In Christine Angot‘s documentary “A Family,” which premieres Sunday in the Encounters section of the Berlin Film Festival, the French novelist explores how various members of her family reacted to the revelation that she was repeatedly raped by her father from the age of 13.

The film starts with a startling confrontation between Angot and her stepmother in Strasbourg, with Angot pushing her way into her stepmother’s apartment with a camera-person and proceeding to question the woman about Angot’s late father’s crimes and the wife’s view on that.

Angot says that this incident was not planned at all. In fact, the documentary itself was not planned. It started when Angot went to Strasbourg as part of a book signing tour to support the publication of “Le Voyage dans l’Est,” which focuses on those in her inner circle who knew of the abuse and failed to intervene. She decided to invite her friend Caroline Champetier, a cinematographer, to accompany her, but without a clear idea of what would be achieved.

Angot had written about the repeated rapes committed by her father before. Her novel “Incest” was considered to be a piece of autofiction, and the novel “An Impossible Love” also dealt with an incestuous relationship, and was adapted as a film by Catherine Corsini.

However, having Champetier film the confrontation with her stepmother made a “big difference,” Angot tells PvNew. For her to have that camera show exactly what was said meant that Angot did not feel alone, she says, and the camera became a kind of witness. In the film, the stepmother says the book was Angot’s “version” of events, but no one can dispute what we hear of their conversation.

“There’s no other version,” Angot says. “There can be a judgment. People can say: ‘Oh, she shouldn’t do that. How can she?’ Because they attend the scenes. So, they can have an opinion. But they see what they see. They hear what they hear. I don’t have to explain anything. I just have to be there.”

As Angot proceeded to talk to others – including her mother, her former husband and her daughter – about her experience of having been raped by her father, she is “questioning” the status of a family in society, she says. Her intention was to say to her stepmother: “Let’s just talk together. One day we will all be dead. If there is something to say – and there is – it is now. You are the mother of my brother and sister. This problem of incest is not my problem, it is a problem you have too. That your son and daughter also have. It is not a problem for one person, it is a social problem.”

There is also an examination of the role of a father in the film. At one point someone comments that Angot was raped by a man, and she corrects them to say, “Not a man, my father.” It is not just that a father should be someone who protects the child and who should be trusted, she says. “If the person who rapes you is your father, it means that he doesn’t recognize you as his daughter, someone who should benefit from the taboo, from the interdiction that incest is forbidden. It is a protection for children that it is forbidden. He doesn’t respect this prohibition. So, it is a denial of his paternity to you. So, it is not only: ‘Oh I am being raped.’ It is that, but not only. It is: ‘I am not recognized as a human and social being in a society.'”

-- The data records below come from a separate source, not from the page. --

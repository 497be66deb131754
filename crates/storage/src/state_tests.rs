// SPDX-License-Identifier: BUSL-1.1
// Copyright (c) 2026 Alfred Jean LLC

use super::*;
use chrono::{DateTime, Duration, Utc};
use evr_core::{EventType, NewEvent};
use proptest::prelude::*;

fn at(secs: i64) -> DateTime<Utc> {
    DateTime::<Utc>::UNIX_EPOCH + Duration::seconds(secs)
}

fn event(id: &str, source: &str, secs: i64) -> Event {
    Event::from_new(
        id.to_string(),
        NewEvent::new(source, format!("{}-res", id), EventType::Create),
        at(secs),
    )
}

#[test]
fn append_and_lookup_event() {
    let mut state = MaterializedState::default();
    state.apply(&Operation::EventAppend {
        event: event("e1", "Widgets", 1),
    });

    assert_eq!(state.events().len(), 1);
    assert_eq!(state.event("e1").map(|e| e.source.as_str()), Some("Widgets"));
    assert!(state.event("missing").is_none());
}

#[test]
fn duplicate_append_is_ignored() {
    let mut state = MaterializedState::default();
    let op = Operation::EventAppend {
        event: event("e1", "Widgets", 1),
    };
    state.apply(&op);
    state.apply(&op);
    assert_eq!(state.events().len(), 1);
}

#[test]
fn reconciled_event_leaves_pending_list() {
    let mut state = MaterializedState::default();
    state.apply(&Operation::EventAppend {
        event: event("e1", "Widgets", 1),
    });
    state.apply(&Operation::EventAppend {
        event: event("e2", "Widgets", 2),
    });
    state.apply(&Operation::EventReconciled {
        id: "e1".to_string(),
        at: at(3),
    });

    let pending: Vec<_> = state.unreconciled(None).into_iter().map(|e| e.id).collect();
    assert_eq!(pending, vec!["e2"]);
    assert_eq!(state.event("e1").and_then(|e| e.reconciled_at), Some(at(3)));
}

#[test]
fn second_reconcile_keeps_first_timestamp() {
    let mut state = MaterializedState::default();
    state.apply(&Operation::EventAppend {
        event: event("e1", "Widgets", 1),
    });
    for secs in [5, 9] {
        state.apply(&Operation::EventReconciled {
            id: "e1".to_string(),
            at: at(secs),
        });
    }
    assert_eq!(state.event("e1").and_then(|e| e.reconciled_at), Some(at(5)));
}

#[test]
fn unreconciled_filters_by_source() {
    let mut state = MaterializedState::default();
    state.apply(&Operation::EventAppend {
        event: event("e1", "Widgets", 1),
    });
    state.apply(&Operation::EventAppend {
        event: event("e2", "Gadgets", 2),
    });

    let widgets = state.unreconciled(Some("Widgets"));
    assert_eq!(widgets.len(), 1);
    assert_eq!(widgets[0].id, "e1");
    assert_eq!(state.unreconciled(Some("Nothing")).len(), 0);
}

#[test]
fn soft_delete_hides_resource_from_listing() {
    let mut state = MaterializedState::default();
    let widget = Resource::new("w-1", "Widgets", serde_json::json!({"species": "A"}), at(1));
    state.apply(&Operation::ResourcePut { resource: widget });
    assert_eq!(state.resources_of("Widgets").len(), 1);

    state.apply(&Operation::ResourceDelete {
        kind: "Widgets".to_string(),
        id: "w-1".to_string(),
        at: at(2),
    });

    assert!(state.resources_of("Widgets").is_empty());
    let kept = state.resource("Widgets", "w-1").unwrap();
    assert_eq!(kept.deleted_at, Some(at(2)));
}

proptest! {
    #[test]
    fn unreconciled_is_sorted_by_creation(offsets in proptest::collection::vec(0i64..50, 0..30)) {
        let mut state = MaterializedState::default();
        for (i, secs) in offsets.iter().enumerate() {
            state.apply(&Operation::EventAppend { event: event(&format!("e{}", i), "Widgets", *secs) });
        }

        let pending = state.unreconciled(None);
        prop_assert_eq!(pending.len(), offsets.len());
        for pair in pending.windows(2) {
            prop_assert!(pair[0].created_at <= pair[1].created_at, "pending events out of order");
        }
    }
}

She says the reason her stepmother does not want to acknowledge what has happened, and “renounce” her husband is because she would jeopardize her respectability, and her standing in society. “What is the most important thing is not truth, what happened, a crime. The most important thing is keeping the respectability which they inherited from the strong member of the family, which was that man, her husband.”

Even though there were others who did not step forward to protect Angot, she acknowledges that each was held back in some way. “Everyone has their own story,” she says.

Angot does not agree with her stepmother’s view that she had exhibited aggressiveness when seeking to push her way into the apartment. “It is just a door which has always been closed, which began to open and which will be closed again for dozens of years, until we are all dead,” Angot says.

“What is this door? It is the door of the apartment – the place where talking is possible for just a few minutes. A door behind which the rapes, the incest has been committed. How can I let this door be closed again? It is too important.”